The nato local residential consequence of both spouses in the relevant place of their birth and the accompanying visiting marriage took place and is found predominantly in matriarchal peoples ( 160 of 1300 worldwide ethnicities ). In these societies, children grow up with their mother and her family, on whose land they are hedged (see Matrifokalität ). The father contributes to varying extent for their maintenance at, but often takes on the social paternity of the children of his own sister and is responsible for their care (called an Avunkulat ). If the wife does not take to her husband, but that retains its tasks in his family of origin, there is the separate living arrangements.

The German anthropologist Wilhelm Schmidt in 1952 presented the thesis that visiting marriage is a " still older form of matriarchy ".

Examples

Among the matrilineal peoples, where visiting seeing nato local residential consequences were formerly common in South India include the Nayar, and to the north of Japan, the Ainu. In the Minangkabau on the Indonesian island of Sumatra, there used to a certain " migration readiness " of men: They held during the day in the men's clubhouse, at night they had a place to sleep in the house of her wife. In the 17th century described the Dutch colonialists visiting marriage. Than usual form at the Siraya, an indigenous people of Taiwan An earlier form of visiting marriage has been found in North America with the Navaho and the Iroquois, it they should also have been among the Hopi Indians (see Clan Mother ). Currently there are visit See in North East India in the Khasi and Jaintia the adjacent ( Synteng ), as well as the Chinese people of the Mosuo.

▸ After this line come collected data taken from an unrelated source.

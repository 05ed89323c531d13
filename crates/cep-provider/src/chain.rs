use std::sync::Arc;

use cep_core::{AddressProvider, CepCode, LookupOutcome, ResolvedAddress};
use tracing::{debug, info, warn};

use crate::awesome_api::AwesomeApiProvider;
use crate::brasil_api::BrasilApiProvider;
use crate::config::ChainConfig;
use crate::error::Result;
use crate::via_cep::ViaCepProvider;

/// Result of walking the whole chain for one code.
#[derive(Debug, Clone, PartialEq, Eq)]
pub enum ChainOutcome {
    Resolved {
        provider: &'static str,
        address: ResolvedAddress,
    },
    /// Every provider missed or was unavailable.
    AllMissed,
}

/// An ordered list of providers, asked one at a time until one resolves the
/// code.
///
/// The order is fixed at construction. A later provider is only contacted
/// after every earlier one missed or was unavailable, and the first
/// resolved answer is returned as is.
#[derive(Clone)]
pub struct ProviderChain {
    providers: Vec<Arc<dyn AddressProvider>>,
}

impl std::fmt::Debug for ProviderChain {
    fn fmt(&self, f: &mut std::fmt::Formatter<'_>) -> std::fmt::Result {
        f.debug_struct("ProviderChain")
            .field("providers", &self.provider_ids())
            .finish()
    }
}

impl ProviderChain {
    pub fn new(providers: Vec<Arc<dyn AddressProvider>>) -> Self {
        Self { providers }
    }

    /// BrasilAPI, then ViaCEP, then AwesomeAPI.
    pub fn standard(config: &ChainConfig) -> Result<Self> {
        Ok(Self::new(vec![
            Arc::new(BrasilApiProvider::new(config.brasil_api.clone())?),
            Arc::new(ViaCepProvider::new(config.via_cep.clone())?),
            Arc::new(AwesomeApiProvider::new(config.awesome_api.clone())?),
        ]))
    }

    pub fn provider_ids(&self) -> Vec<&'static str> {
        self.providers.iter().map(|p| p.id()).collect()
    }

    pub async fn resolve(&self, code: &CepCode) -> ChainOutcome {
        for provider in &self.providers {
            match provider.lookup(code).await {
                LookupOutcome::Resolved(address) => {
                    info!(code = %code, provider = provider.id(), "Resolved postal code");
                    return ChainOutcome::Resolved {
                        provider: provider.id(),
                        address,
                    };
                }
                LookupOutcome::Miss => {
                    debug!(code = %code, provider = provider.id(), "Provider does not know postal code");
                }
                LookupOutcome::Unavailable(reason) => {
                    warn!(code = %code, provider = provider.id(), error = %reason, "Provider unavailable");
                }
            }
        }

        debug!(code = %code, "No provider resolved postal code");
        ChainOutcome::AllMissed
    }
}

#[cfg(test)]
mod tests {
    use super::*;
    use async_trait::async_trait;
    use std::sync::atomic::{AtomicUsize, Ordering};

    struct FixedProvider {
        id: &'static str,
        outcome: LookupOutcome,
        calls: AtomicUsize,
    }

    impl FixedProvider {
        fn new(id: &'static str, outcome: LookupOutcome) -> Arc<Self> {
            Arc::new(Self {
                id,
                outcome,
                calls: AtomicUsize::new(0),
            })
        }

        fn calls(&self) -> usize {
            self.calls.load(Ordering::SeqCst)
        }
    }

    #[async_trait]
    impl AddressProvider for FixedProvider {
        fn id(&self) -> &'static str {
            self.id
        }

        async fn lookup(&self, _code: &CepCode) -> LookupOutcome {
            self.calls.fetch_add(1, Ordering::SeqCst);
            self.outcome.clone()
        }
    }

    fn address(city: &str) -> ResolvedAddress {
        ResolvedAddress {
            state: "SP".to_string(),
            city: city.to_string(),
            ..ResolvedAddress::default()
        }
    }

    fn code() -> CepCode {
        CepCode::new_unchecked("01310100")
    }

    #[tokio::test]
    async fn first_resolved_wins() {
        let a = FixedProvider::new("A", LookupOutcome::Resolved(address("São Paulo")));
        let b = FixedProvider::new("B", LookupOutcome::Resolved(address("Osasco")));
        let chain = ProviderChain::new(vec![a.clone(), b.clone()]);

        assert_eq!(
            chain.resolve(&code()).await,
            ChainOutcome::Resolved {
                provider: "A",
                address: address("São Paulo"),
            }
        );
        assert_eq!(a.calls(), 1);
        assert_eq!(b.calls(), 0);
    }

    #[tokio::test]
    async fn miss_and_unavailable_advance() {
        let a = FixedProvider::new("A", LookupOutcome::Unavailable("timeout".to_string()));
        let b = FixedProvider::new("B", LookupOutcome::Miss);
        let c = FixedProvider::new("C", LookupOutcome::Resolved(address("Campinas")));
        let chain = ProviderChain::new(vec![a.clone(), b.clone(), c.clone()]);

        let outcome = chain.resolve(&code()).await;
        assert!(matches!(outcome, ChainOutcome::Resolved { provider: "C", .. }));
        assert_eq!((a.calls(), b.calls(), c.calls()), (1, 1, 1));
    }

    #[tokio::test]
    async fn exhausted_chain_reports_all_missed() {
        let a = FixedProvider::new("A", LookupOutcome::Miss);
        let b = FixedProvider::new("B", LookupOutcome::Unavailable("500".to_string()));
        let chain = ProviderChain::new(vec![a, b]);

        assert_eq!(chain.resolve(&code()).await, ChainOutcome::AllMissed);
    }

    #[tokio::test]
    async fn empty_chain_reports_all_missed() {
        let chain = ProviderChain::new(Vec::new());
        assert_eq!(chain.resolve(&code()).await, ChainOutcome::AllMissed);
    }

    #[test]
    fn standard_chain_order_is_fixed() {
        let chain = ProviderChain::standard(&ChainConfig::default()).unwrap();
        assert_eq!(chain.provider_ids(), vec!["BRASIL_API", "VIA_CEP", "AWESOME_API"]);
    }
}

A "temporary visiting marriage " is also found in peoples and ethnicities that define their inheritance of the fathers line ( patrilineal ). For them, nato local residential long-term consequence is practiced rarely, usually only as a transitional period until the couple contracts permanently, as in the African Sudan to the Nuer. On the southwest coast of Japan it was used as intermediate phase until the woman moved permanently to her husband; Today they found there only rarely. In many ethnic peoples in southern China and sometimes also during the Han Chinese, the first woman returned after the wedding back to her own family and her husband visited only temporarily; until their pregnancy or after the birth of her first child, she moved to her husband.

Some Islamic countries allow limited " temporary marriage " (mut ʿ a) between 1 hour and 99 years, with the husband assumes no obligation regarding child support and housing for the wife and both remain mostly at their own place of residence.